Interact with Javascript in website to scrape PDFs

Josh-Ghazi · August 4, 2022, 10:11am

Describe the issue/error/question

First off I have to say thank you to the N8N for providing such excellent responses.

I have a simple task which is to go to a website link, emulate filling in 2 input boxes and submitting the data using the button.

After this step the download link will pop up below and I would like to download the PDF from that link.

heres a photo of what the website looks like.

Enter product number
enter lot number
click button (submit)
Download pdf from the link that is found with javascript.

So what would be the way that you choose to interact with the javascript in this site?? everything else like providing the input data and saving the file are very easy thanks to the available core nodes.

The company has refused to provide api access which would make our lives much easier.

What is the error message (if any)?

Please share the workflow

(Select the nodes and use the keyboard shortcuts CMD+C/CTRL+C and CMD+V/CTRL+V to copy and paste the workflow respectively)

Share the output returned by the last node

Information on your n8n setup

Running latest version of N8N in a docker container, I dont mind adding other apps/libraries to the docker container for N8N usage.

Josh-Ghazi · August 4, 2022, 10:16am

okay so ive just discovered that the link it produces example

https://www.merckmillipore.com/Web-TH-Site/en_US/-/THB/ShowDocument-GetCOACOQ?COAOrderNumber=1055470001&BatchNumber=hx28216847&Origin=FINDER_COA

has both the fields incorporated in a http request, which i can just implant the data and perform a http request to retrieve the file.

However for curiosity sake, how would I do this kind of thing if I wasnt so lucky? avoiding the use of things like UI path etc.

MutedJam · August 4, 2022, 2:54pm

Hi @Josh-Ghazi, my first go to would be the network tab in your browsers’ developer tools, similar to what you have already done. In many cases you’ll be able to see which request exactly is made when a form is submitted and can reproduce it in n8n:

If the website you are trying to scrape does not support this, you might need to look into configuring a headless browser (or rely on external services such as Phantombuster).
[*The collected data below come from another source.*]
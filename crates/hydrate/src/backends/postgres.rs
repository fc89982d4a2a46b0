//! PostgreSQL Backend Implementation
//!
//! Executes statements through a sqlx pool and converts the fetched rows into
//! flat rows keyed by column name.

use std::sync::Arc;

use async_trait::async_trait;
use chrono::TimeZone;
use serde_json::Value as JsonValue;
use sqlx::postgres::{PgArguments, PgPoolOptions, PgRow};
use sqlx::{Pool, Postgres};
use tracing::debug;

use super::core::*;
use crate::error::{HydrateError, HydrateResult};
use crate::row::FlatRow;
use crate::value::Value;

/// Executor backed by a PostgreSQL connection pool
///
/// The whole result set is fetched and converted while the cursor is opened;
/// the returned [`BufferedCursor`] then serves rows from memory, so the
/// connection goes back to the pool before hydration starts.
#[derive(Debug, Clone)]
pub struct PostgresExecutor {
    pool: Arc<Pool<Postgres>>,
}

impl PostgresExecutor {
    pub fn new(pool: Arc<Pool<Postgres>>) -> Self {
        Self { pool }
    }

    /// Connect a small pool to `database_url`
    pub async fn connect(database_url: &str, max_connections: u32) -> HydrateResult<Self> {
        let pool = PgPoolOptions::new()
            .max_connections(max_connections)
            .connect(database_url)
            .await
            .map_err(|e| HydrateError::Database(format!("Failed to create PostgreSQL pool: {}", e)))?;

        Ok(Self::new(Arc::new(pool)))
    }
}

#[async_trait]
impl AsyncQueryExecutor for PostgresExecutor {
    fn dialect(&self) -> SqlDialect {
        SqlDialect::PostgreSQL
    }

    async fn open_cursor(&self, sql: &str, params: &[Value]) -> HydrateResult<Box<dyn Cursor + Send>> {
        let mut query = sqlx::query(sql);

        for param in params {
            query = bind_value(query, param);
        }

        let rows = query.fetch_all(&*self.pool).await?;
        debug!("Fetched {} rows for hydration", rows.len());

        let rows = rows
            .iter()
            .map(pg_row_to_flat_row)
            .collect::<HydrateResult<Vec<_>>>()?;

        Ok(Box::new(BufferedCursor::new(rows)))
    }
}

/// Bind a Value to a sqlx query
fn bind_value<'q>(
    query: sqlx::query::Query<'q, Postgres, PgArguments>,
    value: &Value,
) -> sqlx::query::Query<'q, Postgres, PgArguments> {
    match value {
        Value::Null => query.bind(Option::<String>::None),
        Value::Bool(b) => query.bind(*b),
        Value::Int32(i) => query.bind(*i),
        Value::Int64(i) => query.bind(*i),
        Value::Float64(f) => query.bind(*f),
        Value::String(s) => query.bind(s.clone()),
        Value::Bytes(b) => query.bind(b.clone()),
        Value::Uuid(u) => query.bind(*u),
        Value::DateTime(dt) => query.bind(*dt),
        Value::Date(d) => query.bind(*d),
        Value::Json(j) => query.bind(j.clone()),
    }
}

/// Convert every column of a PostgreSQL row, keyed by column name
pub fn pg_row_to_flat_row(row: &PgRow) -> HydrateResult<FlatRow> {
    use sqlx::{Column, Row};

    row.columns()
        .iter()
        .enumerate()
        .map(|(index, column)| Ok((column.name().to_string(), pg_value(row, index)?)))
        .collect()
}

fn pg_value(row: &PgRow, index: usize) -> HydrateResult<Value> {
    use sqlx::{Column, Row, TypeInfo, ValueRef};

    if row.try_get_raw(index)?.is_null() {
        return Ok(Value::Null);
    }

    let type_name = row.columns()[index].type_info().name();

    let value = match type_name {
        "BOOL" => Value::Bool(row.try_get(index)?),
        "INT2" => Value::Int32(row.try_get::<i16, _>(index)? as i32),
        "INT4" => Value::Int32(row.try_get(index)?),
        "INT8" => Value::Int64(row.try_get(index)?),
        "FLOAT4" => Value::Float64(row.try_get::<f32, _>(index)? as f64),
        "FLOAT8" => Value::Float64(row.try_get(index)?),
        "BYTEA" => Value::Bytes(row.try_get(index)?),
        "UUID" => Value::Uuid(row.try_get(index)?),
        "TIMESTAMPTZ" => Value::DateTime(row.try_get(index)?),
        "TIMESTAMP" => {
            let naive: chrono::NaiveDateTime = row.try_get(index)?;
            Value::DateTime(chrono::Utc.from_utc_datetime(&naive))
        }
        "DATE" => Value::Date(row.try_get(index)?),
        "JSON" | "JSONB" => Value::Json(row.try_get::<JsonValue, _>(index)?),
        _ => Value::String(row.try_get(index).map_err(|e| {
            HydrateError::Database(format!(
                "Failed to decode column {} of unsupported type '{}': {}",
                index, type_name, e
            ))
        })?),
    };

    Ok(value)
}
Josh-Ghazi · August 11, 2022, 5:05am

Okay so ive run into what we were talking about, from the looks of it, it appears to be 2 input boxes that are used by a javascript to find a url to a PDF file which is instant download (http file request) Here is the website the download links are all different and dont seem to follow any kind of convention. here a list of numbers in case u wanna try

31404-500G-R	POTASSIUM PERMANGANATE R.	BCCF0514
822299.0500	PIPERIDINE FOR SYNTHESIS	S8157399
C3662-10MG	CYCLOSPORIN A	0000127857
EZRMI-13K	Rat/Mouse Insulin ELISA K	3872062
HF120MC5PK	Hi-Flow Plus 120	077730-02-C
CLS432008-1EA	CORNING(R) COOLCELL(R) FT	26218009
S1878-100G	SODIUM M-PERIODATE	MKCQ7147
491047-5G	2-(BROMOMETHYL)PYRIDINE H	MKCJ6763
104984.0500	POTASSIUM HEXACYANOFERRAT	A1684984
108087.0500	POTASSIUM SODIUM TARTRATE	AM1579487
9310-500GM	OmniPur TRIS Hydrochlorid	166797
R4500-25G	(-)-RIBOFLAVIN, FROM EREM	wxbd4613v

So what is your recommendation to handle this kind of thing

MutedJam · August 11, 2022, 7:02am

Hi Josh, I’d still check which request is fired when hitting a button. Filling out the two fields from your screenshot appears to result in a GraphQL request which your might be able to emulate using the respective node (but I am not at all familiar with GraphQL so can’t help much with that I am afraid).

If that website really requires JS for rendering purposes you’d need a browser you can programmatically control and this isn’t something n8n offers by default, that’s why I suggested looking at external services doing the job.